Non sussistono neppure le violazioni di legge denunciate. In relazione al quarto motivo di ricorso, in particolare, deve sottolinearsi che la ricorrente non ha neppure indicato a quale, delle varie e differenti regole che disciplinano la responsabilità da circolazione dei veicoli contenute nell'art. 2054 c.c., intenda fare riferimento e non ha di conseguenza indicato con chiarezza quale sia l'errore in cui è incorso il giudice di merito per l'applicazione della norma. Deve tuttavia ritenersi che abbia fatto riferimento all'art. 2054 c.c., comma 1, che pone la presunzione di colpa in capo al conducente del veicolo investitore.
A questo proposito, deve ribadirsi che l'accertamento del comportamento colposo del pedone investito da veicolo non è di per sè sufficiente per l'affermazione della sua esclusiva responsabilità, essendo pur sempre necessario che l'investitore vinca la presunzione di colpa posta a suo carico dall'art. 2054 c.c., comma 1, dimostrando di avere fatto tutto il possibile per evitare il danno (da ultimo, Cass. n. 5399 del 2013).

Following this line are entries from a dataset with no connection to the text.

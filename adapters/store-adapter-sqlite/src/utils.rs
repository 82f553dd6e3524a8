//! Shared helpers for the SQLite adapter modules.

use rand::distr::Alphanumeric;
use rand::Rng;
use sha2::{Digest, Sha256};
use sqlx::sqlite::SqliteRow;

use slipway_types::prelude::*;

pub(crate) fn inspect(err: &sqlx::Error) {
	warn!("DB: {:#?}", err);
}

pub(crate) fn map_res<T, F>(row: Result<SqliteRow, sqlx::Error>, f: F) -> SwResult<T>
where
	F: FnOnce(SqliteRow) -> Result<T, sqlx::Error>,
{
	match row {
		Ok(row) => f(row).inspect_err(inspect).map_err(|_| Error::DbError),
		Err(sqlx::Error::RowNotFound) => Err(Error::NotFound),
		Err(err) => {
			inspect(&err);
			Err(Error::DbError)
		}
	}
}

pub(crate) fn collect_res<T>(
	iter: impl Iterator<Item = Result<T, sqlx::Error>>,
) -> SwResult<Vec<T>> {
	let mut items = Vec::new();
	for item in iter {
		items.push(item.inspect_err(inspect).map_err(|_| Error::DbError)?);
	}
	Ok(items)
}

/// 15-character lowercase alphanumeric record id.
pub(crate) fn new_id() -> String {
	rand::rng()
		.sample_iter(&Alphanumeric)
		.take(15)
		.map(char::from)
		.collect::<String>()
		.to_lowercase()
}

/// Salted SHA-256 password hash, stored as `salt$hex`.
pub(crate) fn hash_password(password: &str) -> String {
	let salt: String = rand::rng().sample_iter(&Alphanumeric).take(16).map(char::from).collect();
	format!("{}${}", salt, digest(&salt, password))
}

pub(crate) fn verify_password(password: &str, stored: &str) -> bool {
	let Some((salt, hash)) = stored.split_once('$') else {
		return false;
	};
	digest(salt, password) == hash
}

fn digest(salt: &str, password: &str) -> String {
	let mut hasher = Sha256::new();
	hasher.update(salt.as_bytes());
	hasher.update(password.as_bytes());
	hasher
		.finalize()
		.iter()
		.map(|b| format!("{:02x}", b))
		.collect()
}


// vim: ts=4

Tuttavia la corte d'appello nel caso di specie, con motivazione come si è detto coerente oltre che non adeguatamente censurata, ha accertato che il comportamento del pedone abbia assunto una efficienza causale esclusiva nel provocare il danno stesso per la sua repentinità, mettendo il conducente, per le concrete modalità dei fatti, nella impossibilità di evitare l'incidente (per una altra ipotesi in cui il comportamento del pedone investito è stato ritenuto quale fattore causale esclusivo dell'evento dannoso v. Cass. n. 14064 del 2010).
Il ricorso va pertanto rigettato.
Le spese seguono la soccombenza e si liquidano come al dispositivo.
P.Q.M.
La Corte rigetta il ricorso. Pone a carico della ricorrente le spese di giudizio sostenute dalla controricorrente e le liquida in complessivi Euro 5.000,00, di cui Euro 200,00 per spese, oltre accessori e contributo spese generali.
Così deciso in Roma, nella Camera di consiglio della Corte di cassazione, il 10 aprile 2015.